It’s eight in the evening and Edie’s been gone all day. I worked the day with Joey and Trish, cooked dinner hoping she’d return, but she hasn’t. After I do a quick night check on the horses, I can’t take it anymore, so I grab my keys deciding a beer is exactly what I need.
Earl’s is busy tonight. There’s a band playing and
a crowd on the dance floor. Taking a seat at the bar, I order a beer from Jenn, who winks flirtatiously at me. As I stare out at the crowd, a slow song comes on. As people make their way back to their tables, I spot Nikki and Edie heading toward me. Just as they’re about to step off of the dance floor, dickwad—I mean Dierk—grabs Edie’s hand and pulls her back. They exchange some words before Edie looks to Nikki and rolls her eyes where Dierk can’t see. Then she allows Dierk to lead her back onto the dance floor.
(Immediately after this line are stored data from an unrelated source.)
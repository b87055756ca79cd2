//! User service.

use argon2::{
    Argon2,
    password_hash::{PasswordHash, PasswordHasher, PasswordVerifier, SaltString, rand_core::OsRng},
};
use crm_common::{AppError, AppResult, IdGenerator};
use crm_db::entities::user::{self, UserStatus};
use crm_db::query::FilterRequest;
use crm_db::repositories::{NewUser, UserRepository};
use serde::Deserialize;
use validator::Validate;

use super::activation_code::ActivationCodeService;

/// Input for creating a user account.
#[derive(Debug, Deserialize, Validate)]
pub struct CreateUserInput {
    #[validate(length(min = 1, max = 64))]
    pub username: String,

    #[validate(email)]
    pub email: String,

    #[validate(length(min = 8, max = 128))]
    pub password: String,

    #[serde(default)]
    pub is_admin: bool,
}

/// User service for account management and authentication.
#[derive(Clone)]
pub struct UserService {
    user_repo: UserRepository,
    activation_codes: ActivationCodeService,
    id_gen: IdGenerator,
}

impl UserService {
    /// Create a new user service.
    #[must_use]
    pub fn new(user_repo: UserRepository, activation_codes: ActivationCodeService) -> Self {
        Self {
            user_repo,
            activation_codes,
            id_gen: IdGenerator::new(),
        }
    }

    /// List users of a tenant with filters and pagination.
    pub async fn list(
        &self,
        tenant_id: &str,
        request: &FilterRequest,
        limit: u64,
        offset: u64,
    ) -> AppResult<(Vec<user::Model>, u64)> {
        self.user_repo.list(tenant_id, request, limit, offset).await
    }

    /// Get a user by ID.
    pub async fn get(&self, tenant_id: &str, id: &str) -> AppResult<Option<user::Model>> {
        self.user_repo.find_by_id(tenant_id, id).await
    }

    /// Create a user account.
    pub async fn create(&self, tenant_id: &str, input: CreateUserInput) -> AppResult<user::Model> {
        input.validate()?;

        if self
            .user_repo
            .find_by_username(tenant_id, &input.username)
            .await?
            .is_some()
        {
            return Err(AppError::BadRequest("Username already taken".to_string()));
        }

        // The tenant's tier (from its redeemed activation code) caps accounts.
        if let Some(tier) = self.activation_codes.current_tier(tenant_id).await? {
            let count = self.user_repo.count_by_tenant(tenant_id).await?;
            if count >= u64::try_from(tier.max_users).unwrap_or(0) {
                return Err(AppError::Conflict(format!(
                    "Tier '{}' allows at most {} users",
                    tier.name, tier.max_users
                )));
            }
        }

        let password_hash = hash_password(&input.password)?;
        let user = self
            .user_repo
            .create(NewUser {
                id: self.id_gen.generate(),
                tenant_id: tenant_id.to_string(),
                username: input.username,
                email: input.email,
                password_hash,
                is_admin: input.is_admin,
            })
            .await?;

        tracing::info!(user_id = %user.id, tenant_id = tenant_id, "User created");
        Ok(user)
    }

    /// Verify credentials and issue a fresh API token.
    pub async fn login(
        &self,
        tenant_id: &str,
        username: &str,
        password: &str,
    ) -> AppResult<user::Model> {
        let user = self
            .user_repo
            .find_by_username(tenant_id, username)
            .await?
            .ok_or(AppError::Unauthorized)?;

        if user.status == UserStatus::Suspended {
            return Err(AppError::Forbidden("Account is suspended".to_string()));
        }
        if !verify_password(password, &user.password_hash)? {
            return Err(AppError::Unauthorized);
        }

        let token = self.id_gen.generate_token();
        let user = self.user_repo.set_api_token(user, Some(token)).await?;

        tracing::info!(user_id = %user.id, "User logged in");
        Ok(user)
    }

    /// Invalidate the user's API token.
    pub async fn logout(&self, user: user::Model) -> AppResult<()> {
        let user = self.user_repo.set_api_token(user, None).await?;
        tracing::info!(user_id = %user.id, "User logged out");
        Ok(())
    }

    /// Resolve a bearer token to its user. Suspended accounts cannot
    /// authenticate.
    pub async fn authenticate(&self, token: &str) -> AppResult<user::Model> {
        let user = self
            .user_repo
            .find_by_token(token)
            .await?
            .ok_or(AppError::Unauthorized)?;

        if user.status == UserStatus::Suspended {
            return Err(AppError::Forbidden("Account is suspended".to_string()));
        }
        Ok(user)
    }

    /// Change the user's password, verifying the current one first.
    pub async fn change_password(
        &self,
        user: user::Model,
        current: &str,
        new_password: &str,
    ) -> AppResult<user::Model> {
        if new_password.len() < 8 {
            return Err(AppError::BadRequest("Password too short".to_string()));
        }
        if !verify_password(current, &user.password_hash)? {
            return Err(AppError::Unauthorized);
        }

        let hash = hash_password(new_password)?;
        self.user_repo.set_password_hash(user, hash).await
    }

    /// Suspend or reinstate an account.
    pub async fn set_status(
        &self,
        tenant_id: &str,
        id: &str,
        status: UserStatus,
    ) -> AppResult<user::Model> {
        let user = self
            .user_repo
            .find_by_id(tenant_id, id)
            .await?
            .ok_or_else(|| AppError::NotFound(format!("User not found: {id}")))?;

        let user = self.user_repo.set_status(user, status.clone()).await?;
        tracing::info!(user_id = %user.id, status = ?status, "User status changed");
        Ok(user)
    }
}

/// Hash a password with argon2id and a random salt.
fn hash_password(password: &str) -> AppResult<String> {
    let salt = SaltString::generate(&mut OsRng);
    let hash = Argon2::default()
        .hash_password(password.as_bytes(), &salt)
        .map_err(|e| AppError::Internal(format!("Failed to hash password: {e}")))?;
    Ok(hash.to_string())
}

/// Verify a password against a stored argon2 hash.
fn verify_password(password: &str, hash: &str) -> AppResult<bool> {
    let parsed =
        PasswordHash::new(hash).map_err(|e| AppError::Internal(format!("Invalid hash: {e}")))?;
    Ok(Argon2::default()
        .verify_password(password.as_bytes(), &parsed)
        .is_ok())
}

#[cfg(test)]
mod tests {
    use super::*;
    use chrono::Utc;
    use crm_db::repositories::{ActivationCodeRepository, TierRepository};
    use sea_orm::{DatabaseBackend, DatabaseConnection, MockDatabase};
    use std::sync::Arc;

    fn service(db: Arc<DatabaseConnection>) -> UserService {
        let codes = ActivationCodeService::new(
            ActivationCodeRepository::new(db.clone()),
            TierRepository::new(db.clone()),
        );
        UserService::new(UserRepository::new(db), codes)
    }

    fn mock_user(id: &str, status: UserStatus) -> user::Model {
        user::Model {
            id: id.to_string(),
            tenant_id: "t1".to_string(),
            username: "omar".to_string(),
            email: "omar@example.com".to_string(),
            password_hash: hash_password("correct horse").unwrap(),
            api_token: Some("tok".to_string()),
            is_admin: false,
            status,
            created_at: Utc::now(),
            updated_at: None,
        }
    }

    #[test]
    fn test_hash_and_verify_password() {
        let hash = hash_password("s3cret-enough").unwrap();
        assert!(verify_password("s3cret-enough", &hash).unwrap());
        assert!(!verify_password("wrong", &hash).unwrap());
    }

    #[tokio::test]
    async fn test_login_rejects_wrong_password() {
        let db = Arc::new(
            MockDatabase::new(DatabaseBackend::Postgres)
                .append_query_results([vec![mock_user("u1", UserStatus::Active)]])
                .into_connection(),
        );

        let result = service(db).login("t1", "omar", "wrong").await;
        assert!(matches!(result, Err(AppError::Unauthorized)));
    }

    #[tokio::test]
    async fn test_login_rejects_suspended_account() {
        let db = Arc::new(
            MockDatabase::new(DatabaseBackend::Postgres)
                .append_query_results([vec![mock_user("u1", UserStatus::Suspended)]])
                .into_connection(),
        );

        let result = service(db).login("t1", "omar", "correct horse").await;
        assert!(matches!(result, Err(AppError::Forbidden(_))));
    }

    #[tokio::test]
    async fn test_create_rejects_taken_username() {
        let db = Arc::new(
            MockDatabase::new(DatabaseBackend::Postgres)
                .append_query_results([vec![mock_user("u1", UserStatus::Active)]])
                .into_connection(),
        );

        let input = CreateUserInput {
            username: "omar".to_string(),
            email: "new@example.com".to_string(),
            password: "longenough".to_string(),
            is_admin: false,
        };
        let result = service(db).create("t1", input).await;
        assert!(matches!(result, Err(AppError::BadRequest(_))));
    }

    #[tokio::test]
    async fn test_create_rejects_invalid_email() {
        let db = Arc::new(
            MockDatabase::new(DatabaseBackend::Postgres).into_connection(),
        );

        let input = CreateUserInput {
            username: "omar".to_string(),
            email: "not-an-email".to_string(),
            password: "longenough".to_string(),
            is_admin: false,
        };
        let result = service(db).create("t1", input).await;
        assert!(matches!(result, Err(AppError::Validation(_))));
    }
}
Anger surges through me and I have to look away before I decide to do something stupid. Yes, we are in a sexual relationship, but that’s it. Edie doesn’t belong to me, so if she dances with another guy, who am I to say anything?
Just as the bartender slides me my beer, I hear, “Well look what the cat dragged in.” Turning, I see Nikki smiling devilishly at me. “What brings you here?”
“Just wanted a beer.” I shrug and try to avoid looking for Edie on the dance floor, but can’t help myself. My eyes immediately go to her.
Dierk’s mouth is against her ear and he’s whispering something to her.
“She doesn’t like him,” Nikki says as she follows my gaze.
“It’s not my business.” I chug my beer halfway down before placing it back on the bar.
“Sure it isn’t.
” She rolls her eyes. “I mean it’s just sex, right?”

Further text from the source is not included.